Stored data
_ _ _ _

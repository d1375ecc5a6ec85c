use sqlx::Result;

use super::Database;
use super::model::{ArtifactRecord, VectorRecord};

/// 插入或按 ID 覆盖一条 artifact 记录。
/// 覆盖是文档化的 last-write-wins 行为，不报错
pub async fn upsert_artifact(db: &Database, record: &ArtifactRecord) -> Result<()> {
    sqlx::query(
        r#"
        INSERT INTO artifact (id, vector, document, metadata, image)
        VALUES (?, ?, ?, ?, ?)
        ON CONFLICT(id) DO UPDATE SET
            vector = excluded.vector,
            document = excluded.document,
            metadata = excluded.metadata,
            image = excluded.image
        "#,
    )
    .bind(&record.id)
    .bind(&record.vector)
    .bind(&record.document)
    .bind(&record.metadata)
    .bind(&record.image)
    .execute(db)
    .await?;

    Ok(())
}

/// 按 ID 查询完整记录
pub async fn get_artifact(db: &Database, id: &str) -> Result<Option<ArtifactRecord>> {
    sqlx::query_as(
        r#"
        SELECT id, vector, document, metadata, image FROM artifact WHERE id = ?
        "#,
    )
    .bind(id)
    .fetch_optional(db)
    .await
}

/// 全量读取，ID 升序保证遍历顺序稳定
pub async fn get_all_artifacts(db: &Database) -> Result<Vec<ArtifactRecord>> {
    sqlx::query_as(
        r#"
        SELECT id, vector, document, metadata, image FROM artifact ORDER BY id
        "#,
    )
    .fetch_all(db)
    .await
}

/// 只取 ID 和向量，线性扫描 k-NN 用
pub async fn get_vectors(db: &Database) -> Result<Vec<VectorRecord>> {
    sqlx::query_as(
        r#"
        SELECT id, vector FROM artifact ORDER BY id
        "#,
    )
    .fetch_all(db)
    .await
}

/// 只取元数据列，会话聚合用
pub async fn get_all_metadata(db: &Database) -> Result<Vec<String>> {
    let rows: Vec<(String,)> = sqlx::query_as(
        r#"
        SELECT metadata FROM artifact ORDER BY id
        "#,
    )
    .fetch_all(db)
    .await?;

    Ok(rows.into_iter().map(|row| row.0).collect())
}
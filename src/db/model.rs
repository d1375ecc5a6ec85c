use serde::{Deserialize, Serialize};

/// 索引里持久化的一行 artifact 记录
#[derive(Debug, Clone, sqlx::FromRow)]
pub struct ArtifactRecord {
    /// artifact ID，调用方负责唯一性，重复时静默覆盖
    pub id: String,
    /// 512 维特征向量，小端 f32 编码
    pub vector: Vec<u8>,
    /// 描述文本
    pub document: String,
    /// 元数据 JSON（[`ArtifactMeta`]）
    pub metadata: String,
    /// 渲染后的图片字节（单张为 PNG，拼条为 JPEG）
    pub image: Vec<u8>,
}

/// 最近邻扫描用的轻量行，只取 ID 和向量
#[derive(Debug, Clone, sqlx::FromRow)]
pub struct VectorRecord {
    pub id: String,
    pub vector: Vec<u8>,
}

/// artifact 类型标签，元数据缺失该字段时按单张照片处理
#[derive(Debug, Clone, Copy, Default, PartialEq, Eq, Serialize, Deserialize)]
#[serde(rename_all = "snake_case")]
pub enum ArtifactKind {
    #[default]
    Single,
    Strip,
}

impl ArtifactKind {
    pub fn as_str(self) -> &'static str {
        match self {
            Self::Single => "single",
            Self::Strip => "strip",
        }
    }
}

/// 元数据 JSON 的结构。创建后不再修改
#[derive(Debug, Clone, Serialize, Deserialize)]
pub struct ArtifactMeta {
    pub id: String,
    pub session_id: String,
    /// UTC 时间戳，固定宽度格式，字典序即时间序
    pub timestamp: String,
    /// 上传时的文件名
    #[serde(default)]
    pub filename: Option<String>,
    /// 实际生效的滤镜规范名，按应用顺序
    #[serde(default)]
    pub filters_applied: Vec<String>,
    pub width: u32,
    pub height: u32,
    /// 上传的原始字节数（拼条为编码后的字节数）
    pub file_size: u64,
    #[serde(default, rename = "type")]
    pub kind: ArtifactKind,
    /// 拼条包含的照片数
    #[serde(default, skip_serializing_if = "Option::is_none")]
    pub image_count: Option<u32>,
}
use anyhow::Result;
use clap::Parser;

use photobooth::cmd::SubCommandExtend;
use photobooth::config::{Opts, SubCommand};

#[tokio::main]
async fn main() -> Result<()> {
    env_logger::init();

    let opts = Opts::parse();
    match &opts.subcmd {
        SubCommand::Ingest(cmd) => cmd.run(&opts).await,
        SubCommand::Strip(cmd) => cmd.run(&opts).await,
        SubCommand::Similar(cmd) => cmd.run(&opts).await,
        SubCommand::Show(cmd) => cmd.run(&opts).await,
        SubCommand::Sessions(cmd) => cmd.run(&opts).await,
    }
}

_ _ _ _

**What to produce**: In the entries above, find each line that has the word "serde". Copy it.

**Response to this task**:
use serde::{Deserialize, Serialize};
#[serde(rename_all = "snake_case")]
    #[serde(default)]
    #[serde(default)]
    #[serde(default, rename = "type")]
    #[serde(default, skip_serializing_if = "Option::is_none")]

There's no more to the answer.